Certaines clauses de ces contrats, dont la rédaction est plus qu’hasardeuse, ont été invoquées par les assureurs et notamment AXA, pour rejeter les demandes d’indemnisation de leurs clients, au motif que le risque pandémique était inassurable ou qu’il existait une clause d’exclusion.

Une fronde judiciaire, initiée par les assurés éconduits, a permis aux Tribunaux saisis en référé ou au fond de se prononcer :

– soit pour rejeter la demande des restaurateurs (T.Com Toulouse 18.08.2020 n°2020J00294, T.Com Lyon 4.11.2020 n°2020J00525),

-soit pour déclarer non écrite la clause invoquée par l’assureur et allouer à l’assuré une provision à valoir sur les pertes d’exploitation et désigner un expert judiciaire chargé de chiffrer les pertes subies (T.Com Paris 12.05.2020 n°20200017022, T.Com Annecy 22.12.2020 n°2020R00066, T.Com Marseille 23.10.2020 n°2020R00131, T.Judiciaire de Paris ordonnance de référé du 11.02.2021 n°21/50243).

Cette absence d’homogénéité provient, d’une part, de la diversité des clauses relatives aux pertes d’exploitation, de l’étendue de cette garantie et de la validité des clauses d’exclusion, et, d’autre part, des circonstances de l’espèce.

La profession attendait avec impatience que les Cours d’appel se prononcent.

La Cour d’appel d’Aix en Provence a statué par décision du 25 février 2021 (n°20/10357).

Il s’agit de la première décision de Cour d’appel statuant au fond sur la validité d’une clause d’exclusion de la garantie « pertes d’exploitation ».

L’assureur AXA, pour refuser sa garantie d’indemniser les pertes d’exploitation due à une fermeture administrative consécutive notamment à une épidémie, invoquait la clause d’exclusion qui stipulait que les pertes étaient exclues « lorsque au moins un autre établissement, quelle que soit la nature et son activité, fait l’objet sur le même territoire départemental, d’une mesure de fermeture administrative, pour une cause identique ».

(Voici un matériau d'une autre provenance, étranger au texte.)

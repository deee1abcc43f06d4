mod accessors;
mod arguments;
mod feature_flags;
mod images;
mod names;
mod proxy;
mod tenant;

use std::fmt;

pub use arguments::ArgumentsMap;
use dk_api::latest::{
    AppInjectionSpec,
    HostInjectSpec,
};
pub use feature_flags::*;
pub use images::*;
pub use names::*;
pub use proxy::*;
pub use tenant::*;

use crate::errors::*;
use crate::prelude::*;

err_impl! {DynaKubeError,
    #[error("api url is missing")]
    MissingApiUrl(String),

    #[error("problem parsing tenant id from api url: {0}")]
    InvalidTenantUrl(String),

    #[error("failed to read proxy secret: {0}")]
    MissingProxySecret(String),

    #[error("proxy secret {0} does not contain the key \"proxy\"")]
    MissingProxyKey(String),

    #[error("invalid OneAgent version: {0}")]
    InvalidVersion(String),
}

#[derive(Clone, Copy, Debug, Eq, PartialEq)]
pub enum OneAgentMode {
    ClassicFullStack,
    CloudNativeFullStack,
    ApplicationMonitoring,
    HostMonitoring,
    None,
}

impl fmt::Display for OneAgentMode {
    fn fmt(&self, f: &mut fmt::Formatter) -> fmt::Result {
        let name = match self {
            OneAgentMode::ClassicFullStack => "classicFullStack",
            OneAgentMode::CloudNativeFullStack => "cloudNativeFullStack",
            OneAgentMode::ApplicationMonitoring => "applicationMonitoring",
            OneAgentMode::HostMonitoring => "hostMonitoring",
            OneAgentMode::None => "none",
        };
        write!(f, "{name}")
    }
}

// Pure projections of the (hub-version) DynaKube that the webhook, the validator and the
// mutators all rely on
pub trait DynaKubeExt {
    fn mode(&self) -> OneAgentMode;
    fn configured_modes(&self) -> Vec<OneAgentMode>;
    fn is_daemonset_required(&self) -> bool;
    fn is_app_injection_needed(&self) -> bool;
    fn is_auto_update_enabled(&self) -> bool;
    fn is_read_only_host_fs(&self) -> bool;

    fn host_inject_spec(&self) -> Option<&HostInjectSpec>;
    fn app_injection_spec(&self) -> Option<&AppInjectionSpec>;
    fn host_group(&self) -> String;
    fn host_group_as_param(&self) -> Option<String>;
    fn arguments_map(&self) -> ArgumentsMap;

    fn oneagent_version(&self) -> Option<&str>;
    fn oneagent_image(&self) -> Option<&str>;
    fn code_modules_image(&self) -> Option<&str>;
    fn init_resources(&self) -> Option<&corev1::ResourceRequirements>;
    fn one_agent_namespace_selector(&self) -> Option<&metav1::LabelSelector>;

    fn metadata_enrichment_enabled(&self) -> bool;
    fn metadata_enrichment_namespace_selector(&self) -> Option<&metav1::LabelSelector>;

    fn active_gate_enabled(&self) -> bool;
    fn has_capability(&self, capability: &str) -> bool;
    fn log_monitoring_enabled(&self) -> bool;
    fn extensions_enabled(&self) -> bool;
    fn kspm_enabled(&self) -> bool;
    fn needs_bootstrapper_certs(&self) -> bool;

    fn tenant_uuid(&self) -> anyhow::Result<String>;
    fn api_request_threshold(&self) -> i32;
    fn feature_flags(&self) -> FeatureFlags<'_>;
    fn pull_secret_names(&self) -> Vec<String>;
}

#[cfg(test)]
mod tests;
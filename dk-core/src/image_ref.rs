use serde::{
    Deserialize,
    Serialize,
};

use crate::errors::*;

const DEFAULT_REGISTRY: &str = "docker.io";
const LOCALHOST: &str = "localhost";

err_impl! {ImageRefError,
    #[error("invalid image reference: {0}")]
    InvalidReference(String),
}

// A container image reference split into its parts, e.g.
// "registry.example.com:5000/team/app:1.2@sha256:abcd"
#[derive(Clone, Debug, Default, Deserialize, Eq, PartialEq, Serialize)]
#[serde(rename_all = "camelCase")]
pub struct ImageRef {
    pub registry: String,
    pub repository: String,

    #[serde(skip_serializing_if = "Option::is_none")]
    pub tag: Option<String>,

    #[serde(rename = "imageDigest", skip_serializing_if = "Option::is_none")]
    pub digest: Option<String>,
}

impl ImageRef {
    pub fn parse(image: &str) -> anyhow::Result<ImageRef> {
        let image = image.trim();
        ensure!(!image.is_empty() && !image.contains(char::is_whitespace), ImageRefError::invalid_reference(image));

        let (rest, digest) = match image.split_once('@') {
            Some((rest, digest)) => (rest, Some(digest.to_string())),
            None => (image, None),
        };

        // A first path component is a registry if it looks like a host (has a dot or a port) or
        // is "localhost"; otherwise the whole thing is a docker hub repository
        let (registry, remainder) = match rest.split_once('/') {
            Some((first, remainder)) if first.contains('.') || first.contains(':') || first == LOCALHOST => {
                (first.to_string(), remainder)
            },
            _ => (DEFAULT_REGISTRY.to_string(), rest),
        };

        // The tag separator is the last colon after the last slash, so registry ports are ignored
        let last_slash = remainder.rfind('/').map(|i| i + 1).unwrap_or(0);
        let (repository, tag) = match remainder[last_slash..].rfind(':') {
            Some(i) => (&remainder[..last_slash + i], Some(remainder[last_slash + i + 1..].to_string())),
            None => (remainder, None),
        };

        ensure!(
            !repository.is_empty() && tag.as_deref() != Some("") && digest.as_deref() != Some(""),
            ImageRefError::invalid_reference(image)
        );

        Ok(ImageRef { registry, repository: repository.into(), tag, digest })
    }
}

#[cfg(test)]
mod tests {
    use rstest::*;

    use super::*;

    #[rstest]
    #[case::bare("nginx", DEFAULT_REGISTRY, "nginx", None, None)]
    #[case::tagged("library/nginx:1.27", DEFAULT_REGISTRY, "library/nginx", Some("1.27"), None)]
    #[case::registry_port(
        "registry.example.com:5000/team/app:v2",
        "registry.example.com:5000",
        "team/app",
        Some("v2"),
        None
    )]
    #[case::localhost("localhost/app", LOCALHOST, "app", None, None)]
    #[case::digest(
        "quay.io/app@sha256:0123",
        "quay.io",
        "app",
        None,
        Some("sha256:0123")
    )]
    #[case::tag_and_digest("quay.io/app:1.0@sha256:0123", "quay.io", "app", Some("1.0"), Some("sha256:0123"))]
    fn test_parse_image_ref(
        #[case] image: &str,
        #[case] registry: &str,
        #[case] repository: &str,
        #[case] tag: Option<&str>,
        #[case] digest: Option<&str>,
    ) {
        let res = ImageRef::parse(image).unwrap();
        assert_eq!(res.registry, registry);
        assert_eq!(res.repository, repository);
        assert_eq!(res.tag.as_deref(), tag);
        assert_eq!(res.digest.as_deref(), digest);
    }

    #[rstest]
    #[case::empty("")]
    #[case::empty_tag("quay.io/app:")]
    #[case::whitespace("quay.io/my app")]
    fn test_parse_image_ref_invalid(#[case] image: &str) {
        assert!(ImageRef::parse(image).is_err());
    }

    #[rstest]
    fn test_image_ref_serialization() {
        let res = ImageRef::parse("quay.io/app:1.0").unwrap();
        assert_eq!(
            serde_json::to_string(&res).unwrap(),
            r#"{"registry":"quay.io","repository":"app","tag":"1.0"}"#
        );
    }
}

Le restaurateur invoquait les dispositions des articles L 113-1 du Code des assurances (la clause d’exclusion doit être formelle et limitée) et 1170 du Code civil (« Toute clause qui prive de sa substance l’obligation essentielle du débiteur est réputée non écrite ») pour soutenir que la clause était imprécise et n’était pas limitée, et qu’elle devait en conséquence être déclarée non écrite.

Les magistrats de la Cour d’appel d‘Aix en Provence ont retenu cette argumentation en considérant que le terme « épidémie » figurant dans la clause n’était pas défini dans la police et donc soumis à interprétation.

En outre, la Cour a jugé la clause d’exclusion imprécise en ce qu’elle ne se réfère à aucun critère précis ni à des hypothèses limitativement énumérées.

La garantie d’AXA telle que rédigée n’aurait jamais vocation à s’appliquer lors d’une épidémie où plusieurs restaurants se retrouveraient fermés !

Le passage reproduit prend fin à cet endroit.